Die Menschheit hat in Sachen Umweltzerstörung jahrzehntelang über die Stränge geschlagen. Es ist also höchste Zeit, den kollektiven Schweinehund in die Schranken zu weisen. Da erscheint es schlüssig, dass „Klimafasten“ 2020 das Social-Media-Fasten als Trend der letzten Jahre endgültig abgelöst hat. Plastik aus dem Alltag verbannen, mit dem Fahrrad oder zu Fuß in die Arbeit statt mit dem Auto, Energiewettsparen, Unterhaltungselektronik einschränken. Allesamt gute, persönliche Schritte. ABER.

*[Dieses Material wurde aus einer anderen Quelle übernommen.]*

use std::fs;
use std::path::PathBuf;

use anyhow::{bail, Context, Result};
use clap::{Parser, Subcommand};
use strider::merge::inplace_merge;
use strider::permute::{next_permutation, prev_permutation};
use strider::select::{nth_element, partial_sort, sort, stable_sort};
use strider::seq::Slots;
use strider::Readable;

#[derive(Parser, Debug)]
#[command(name = "strider", about = "Sequence algorithms over capability-typed cursors")]
struct Cli {
    #[command(subcommand)]
    command: Commands,
}

#[derive(Subcommand, Debug)]
enum Commands {
    /// Sort whitespace-separated integers from a file.
    Sort {
        /// Input file of integers.
        file: PathBuf,
        /// Preserve the relative order of equal elements.
        #[arg(long)]
        stable: bool,
        /// Only sort the smallest K into the front of the output.
        #[arg(long)]
        partial: Option<usize>,
    },
    /// Print the NTH-smallest element without fully sorting.
    Select {
        /// Input file of integers.
        file: PathBuf,
        /// Zero-based order statistic to select.
        nth: usize,
    },
    /// Merge two already-sorted integer files into one sorted sequence.
    Merge {
        /// First sorted input.
        left: PathBuf,
        /// Second sorted input.
        right: PathBuf,
    },
    /// Step inline integers to their next (or previous) permutation.
    Permute {
        /// The sequence to step.
        values: Vec<i64>,
        /// Step backward instead of forward.
        #[arg(long)]
        prev: bool,
    },
}

fn main() -> Result<()> {
    tracing_subscriber::fmt()
        .with_env_filter(tracing_subscriber::EnvFilter::from_default_env())
        .init();

    let cli = Cli::parse();

    match cli.command {
        Commands::Sort {
            file,
            stable,
            partial,
        } => run_sort(file, stable, partial)?,
        Commands::Select { file, nth } => run_select(file, nth)?,
        Commands::Merge { left, right } => run_merge(left, right)?,
        Commands::Permute { values, prev } => run_permute(values, prev),
    }

    Ok(())
}

fn read_integers(path: &PathBuf) -> Result<Vec<i64>> {
    let text = fs::read_to_string(path)
        .with_context(|| format!("reading integers from {}", path.display()))?;
    text.split_whitespace()
        .map(|tok| {
            tok.parse::<i64>()
                .with_context(|| format!("parsing integer {tok:?}"))
        })
        .collect()
}

fn print_values(values: &[i64]) {
    let rendered: Vec<String> = values.iter().map(|v| v.to_string()).collect();
    println!("{}", rendered.join(" "));
}

fn run_sort(file: PathBuf, stable: bool, partial: Option<usize>) -> Result<()> {
    let s = Slots::from(read_integers(&file)?);
    match partial {
        Some(k) => {
            let k = k.min(s.len());
            partial_sort(s.begin(), s.cursor_at(k), s.end());
            print_values(&s.snapshot()[..k]);
        }
        None => {
            if stable {
                stable_sort(s.begin(), s.end());
            } else {
                sort(s.begin(), s.end());
            }
            print_values(&s.snapshot());
        }
    }
    Ok(())
}

fn run_select(file: PathBuf, nth: usize) -> Result<()> {
    let s = Slots::from(read_integers(&file)?);
    if nth >= s.len() {
        bail!("nth = {nth} out of range for {} elements", s.len());
    }
    nth_element(s.begin(), s.cursor_at(nth), s.end());
    println!("{}", s.cursor_at(nth).read());
    Ok(())
}

fn run_merge(left: PathBuf, right: PathBuf) -> Result<()> {
    let mut values = read_integers(&left)?;
    let middle = values.len();
    values.extend(read_integers(&right)?);
    let s = Slots::from(values);
    inplace_merge(s.begin(), s.cursor_at(middle), s.end());
    print_values(&s.snapshot());
    Ok(())
}

fn run_permute(values: Vec<i64>, prev: bool) {
    let s = Slots::from(values);
    let stepped = if prev {
        prev_permutation(s.begin(), s.end())
    } else {
        next_permutation(s.begin(), s.end())
    };
    if !stepped {
        eprintln!("wrapped around");
    }
    print_values(&s.snapshot());
}
//! Sorted-range set algebra
//!
//! Each operation is a single forward walk over two sorted ranges: a
//! three-way comparison of the current heads decides which pointer
//! advances and whether an element is emitted. O(n + m), stable, and on
//! ties the element from the first range is the one kept.

use std::cmp::Ordering;

use crate::compare::{natural_less, ordering_from_less};
use crate::cursor::{Forward, Output, Readable};
use crate::EngineError;

fn heads_ordering<C1, C2, F>(it1: &C1, it2: &C2, ord: &mut F) -> Ordering
where
    C1: Readable,
    C2: Readable<Item = C1::Item>,
    F: FnMut(&C1::Item, &C1::Item) -> Ordering,
{
    ord(&it1.read(), &it2.read())
}

/// Whether every element of the sorted second range appears in the sorted
/// first range (multiset containment).
pub fn includes_by<C1, C2, F>(first1: C1, last1: C1, first2: C2, last2: C2, less: F) -> bool
where
    C1: Readable + Forward,
    C2: Readable<Item = C1::Item> + Forward,
    F: FnMut(&C1::Item, &C1::Item) -> bool,
{
    let mut ord = ordering_from_less(less);
    let mut it1 = first1;
    let mut it2 = first2;
    while it2 != last2 {
        if it1 == last1 {
            return false;
        }
        match heads_ordering(&it1, &it2, &mut ord) {
            Ordering::Greater => return false,
            Ordering::Less => it1 = it1.next(),
            Ordering::Equal => {
                it1 = it1.next();
                it2 = it2.next();
            }
        }
    }
    true
}

/// [`includes_by`] under the natural order.
pub fn includes<C1, C2>(first1: C1, last1: C1, first2: C2, last2: C2) -> bool
where
    C1: Readable + Forward,
    C2: Readable<Item = C1::Item> + Forward,
    C1::Item: Ord,
{
    includes_by(first1, last1, first2, last2, natural_less)
}

/// Emit the sorted union; on ties the first range's copy is kept.
pub fn set_union_by<C1, C2, O, F>(
    first1: C1,
    last1: C1,
    first2: C2,
    last2: C2,
    out: &mut O,
    less: F,
) -> Result<usize, EngineError>
where
    C1: Readable + Forward,
    C2: Readable<Item = C1::Item> + Forward,
    O: Output<Item = C1::Item>,
    F: FnMut(&C1::Item, &C1::Item) -> bool,
{
    let mut ord = ordering_from_less(less);
    let mut it1 = first1;
    let mut it2 = first2;
    let mut n = 0;
    while it1 != last1 && it2 != last2 {
        match heads_ordering(&it1, &it2, &mut ord) {
            Ordering::Less => {
                out.put(it1.read())?;
                it1 = it1.next();
            }
            Ordering::Greater => {
                out.put(it2.read())?;
                it2 = it2.next();
            }
            Ordering::Equal => {
                out.put(it1.read())?;
                it1 = it1.next();
                it2 = it2.next();
            }
        }
        n += 1;
    }
    n += crate::modify::copy(it1, last1, out)?;
    n += crate::modify::copy(it2, last2, out)?;
    Ok(n)
}

/// [`set_union_by`] under the natural order.
pub fn set_union<C1, C2, O>(
    first1: C1,
    last1: C1,
    first2: C2,
    last2: C2,
    out: &mut O,
) -> Result<usize, EngineError>
where
    C1: Readable + Forward,
    C2: Readable<Item = C1::Item> + Forward,
    O: Output<Item = C1::Item>,
    C1::Item: Ord,
{
    set_union_by(first1, last1, first2, last2, out, natural_less)
}

/// Emit the sorted intersection, taking elements from the first range.
pub fn set_intersection_by<C1, C2, O, F>(
    first1: C1,
    last1: C1,
    first2: C2,
    last2: C2,
    out: &mut O,
    less: F,
) -> Result<usize, EngineError>
where
    C1: Readable + Forward,
    C2: Readable<Item = C1::Item> + Forward,
    O: Output<Item = C1::Item>,
    F: FnMut(&C1::Item, &C1::Item) -> bool,
{
    let mut ord = ordering_from_less(less);
    let mut it1 = first1;
    let mut it2 = first2;
    let mut n = 0;
    while it1 != last1 && it2 != last2 {
        match heads_ordering(&it1, &it2, &mut ord) {
            Ordering::Less => it1 = it1.next(),
            Ordering::Greater => it2 = it2.next(),
            Ordering::Equal => {
                out.put(it1.read())?;
                n += 1;
                it1 = it1.next();
                it2 = it2.next();
            }
        }
    }
    Ok(n)
}

/// [`set_intersection_by`] under the natural order.
pub fn set_intersection<C1, C2, O>(
    first1: C1,
    last1: C1,
    first2: C2,
    last2: C2,
    out: &mut O,
) -> Result<usize, EngineError>
where
    C1: Readable + Forward,
    C2: Readable<Item = C1::Item> + Forward,
    O: Output<Item = C1::Item>,
    C1::Item: Ord,
{
    set_intersection_by(first1, last1, first2, last2, out, natural_less)
}

/// Emit the sorted elements of the first range absent from the second.
pub fn set_difference_by<C1, C2, O, F>(
    first1: C1,
    last1: C1,
    first2: C2,
    last2: C2,
    out: &mut O,
    less: F,
) -> Result<usize, EngineError>
where
    C1: Readable + Forward,
    C2: Readable<Item = C1::Item> + Forward,
    O: Output<Item = C1::Item>,
    F: FnMut(&C1::Item, &C1::Item) -> bool,
{
    let mut ord = ordering_from_less(less);
    let mut it1 = first1;
    let mut it2 = first2;
    let mut n = 0;
    while it1 != last1 && it2 != last2 {
        match heads_ordering(&it1, &it2, &mut ord) {
            Ordering::Less => {
                out.put(it1.read())?;
                n += 1;
                it1 = it1.next();
            }
            Ordering::Greater => it2 = it2.next(),
            Ordering::Equal => {
                it1 = it1.next();
                it2 = it2.next();
            }
        }
    }
    n += crate::modify::copy(it1, last1, out)?;
    Ok(n)
}

/// [`set_difference_by`] under the natural order.
pub fn set_difference<C1, C2, O>(
    first1: C1,
    last1: C1,
    first2: C2,
    last2: C2,
    out: &mut O,
) -> Result<usize, EngineError>
where
    C1: Readable + Forward,
    C2: Readable<Item = C1::Item> + Forward,
    O: Output<Item = C1::Item>,
    C1::Item: Ord,
{
    set_difference_by(first1, last1, first2, last2, out, natural_less)
}

/// Emit the sorted elements present in exactly one of the two ranges.
pub fn set_symmetric_difference_by<C1, C2, O, F>(
    first1: C1,
    last1: C1,
    first2: C2,
    last2: C2,
    out: &mut O,
    less: F,
) -> Result<usize, EngineError>
where
    C1: Readable + Forward,
    C2: Readable<Item = C1::Item> + Forward,
    O: Output<Item = C1::Item>,
    F: FnMut(&C1::Item, &C1::Item) -> bool,
{
    let mut ord = ordering_from_less(less);
    let mut it1 = first1;
    let mut it2 = first2;
    let mut n = 0;
    while it1 != last1 && it2 != last2 {
        match heads_ordering(&it1, &it2, &mut ord) {
            Ordering::Less => {
                out.put(it1.read())?;
                n += 1;
                it1 = it1.next();
            }
            Ordering::Greater => {
                out.put(it2.read())?;
                n += 1;
                it2 = it2.next();
            }
            Ordering::Equal => {
                it1 = it1.next();
                it2 = it2.next();
            }
        }
    }
    n += crate::modify::copy(it1, last1, out)?;
    n += crate::modify::copy(it2, last2, out)?;
    Ok(n)
}

/// [`set_symmetric_difference_by`] under the natural order.
pub fn set_symmetric_difference<C1, C2, O>(
    first1: C1,
    last1: C1,
    first2: C2,
    last2: C2,
    out: &mut O,
) -> Result<usize, EngineError>
where
    C1: Readable + Forward,
    C2: Readable<Item = C1::Item> + Forward,
    O: Output<Item = C1::Item>,
    C1::Item: Ord,
{
    set_symmetric_difference_by(first1, last1, first2, last2, out, natural_less)
}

Klimagerechtigkeit am Teller
Traditionell ist die Fastenzeit verbunden mit unserer Ernährung. Und die ist ein Schlüssel zum Tor in eine klimagerechte Welt. Immerhin geht ein Drittel der konsumbedingten Umweltbelastungen auf das Konto unseres Essens. Und zwar - das mag jetzt überraschen - nicht vordergründig wegen des Plastiks, in das es eingepackt ist, oder weil es quer durch die Welt reist, sondern zu einem Hauptteil wegen der Produktion. Und - das wird mittlerweile niemanden mehr überraschen – da schlägt besonders die Tierhaltung für Fleisch- und Milchprodukte zu Buche.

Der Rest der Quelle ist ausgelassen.